The inclusion of Cuba in such a list is an "abominable crime that the U.S. has practiced without scruples and uses opportunistically as a political coercion tool," FM Rodriguez said.
On Tuesday, Cuba described as "mendacious accusations" the US decision to keep the island on its list of countries that do not "fully" cooperate against terrorism.
Foreign Minister Bruno Rodriguez considered that Cuba's permanence on that list is an "abominable crime that the U.S. has practiced without scruples and uses opportunistically as a tool of political coercion."
Previously, the State Department included Cuba for the third consecutive year on its blacklist, along with Syria, Iran, North Korea, and Venezuela. This decision implies that Washington cannot export or offer defense services or goods to these nations.
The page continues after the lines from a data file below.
//! Обработка заказа: загрузка таблицы → поиск → извлечение полей

use std::fmt::Display;

use tracing::info;

use crate::error::LoadError;
use crate::models::{DataLoader, OrderInfo};
use crate::services::{find, InfoExtractor, OrderNotFound};

/// Результат обработки заказа
#[derive(Debug, Clone, PartialEq)]
pub enum OrderOutcome {
    Found(OrderInfo),
    /// Заказа нет в таблице; это не ошибка
    NotFound(OrderNotFound),
}

impl OrderOutcome {
    pub fn found(self) -> Option<OrderInfo> {
        match self {
            OrderOutcome::Found(info) => Some(info),
            OrderOutcome::NotFound(_) => None,
        }
    }
}

/// Обработчик заказов поверх любого источника данных
pub struct OrderProcessor<L: DataLoader> {
    data_loader: L,
}

impl<L: DataLoader> OrderProcessor<L> {
    pub fn new(data_loader: L) -> Self {
        Self { data_loader }
    }

    /// Загружает таблицу (путь по умолчанию у загрузчика) и извлекает заказ
    ///
    /// # Возвращает
    /// Ошибку только при сбое загрузки; отсутствие заказа даёт [`OrderOutcome::NotFound`]
    pub fn process_order(&self, order_number: impl Display) -> Result<OrderOutcome, LoadError> {
        let table = self.data_loader.load_data(None)?;

        match find(&table, order_number) {
            Ok(row) => {
                let info = InfoExtractor::new(&row).extract();
                info!("✓ Заказ найден: {}", info.full_name);
                Ok(OrderOutcome::Found(info))
            }
            Err(not_found) => {
                info!("⚠️ {}", not_found);
                Ok(OrderOutcome::NotFound(not_found))
            }
        }
    }
}

#[cfg(test)]
mod tests {
    use super::*;
    use crate::models::{CellValue, Table};
    use std::path::Path;

    struct InMemoryLoader(Table);

    impl DataLoader for InMemoryLoader {
        fn load_data(&self, _path: Option<&Path>) -> Result<Table, LoadError> {
            Ok(self.0.clone())
        }
    }

    struct FailingLoader;

    impl DataLoader for FailingLoader {
        fn load_data(&self, _path: Option<&Path>) -> Result<Table, LoadError> {
            Err(LoadError::MissingPath)
        }
    }

    fn table() -> Table {
        Table::new(
            vec!["№ Заказа".to_string(), "Наименование".to_string()],
            vec![vec![
                CellValue::Number(77.0),
                CellValue::Text("Комод 800х850х450".to_string()),
            ]],
        )
    }

    #[test]
    fn found_order_is_extracted() {
        let processor = OrderProcessor::new(InMemoryLoader(table()));
        let info = processor.process_order(77).unwrap().found().unwrap();
        assert_eq!(info.item_name, "Комод");
    }

    #[test]
    fn missing_order_is_reported_as_value() {
        let processor = OrderProcessor::new(InMemoryLoader(table()));
        match processor.process_order("78").unwrap() {
            OrderOutcome::NotFound(msg) => assert_eq!(msg.to_string(), "Заказ № 78 не найден!"),
            other => panic!("unexpected outcome: {other:?}"),
        }
    }

    #[test]
    fn load_failures_propagate() {
        let processor = OrderProcessor::new(FailingLoader);
        assert!(matches!(
            processor.process_order(1),
            Err(LoadError::MissingPath)
        ));
    }
}
pub mod coords;
pub mod template;

pub use coords::{try_cell, try_range, CellRange, CellRef};
pub use template::ROWS_PER_LABEL;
Cuba also appears on the U.S. list of countries sponsoring terrorism. This is so despite the fact that the United States and the Caribbean country have held bilateral meetings on cooperation to confront terrorist activities.
Cuba left the U.S. list in 2015 when both nations had a diplomatic rapprochement promoted by then President Barack Obama (2009-2017).
Shortly before leaving the White House in 2021, however, former President Donald Trump included Cuba on the State Department's lists, citing the presence of members of the Colombian guerrilla of the National Liberation Army (ELN) in Havana, where they were beginning peace negotiations with the Colombian government.
Currently, President Joe Biden's administration has not given any indication of having the intention of removing Cuba from that list, although it has relaxed some sanctions such as the elimination of the limit on sending remittances to Cuba.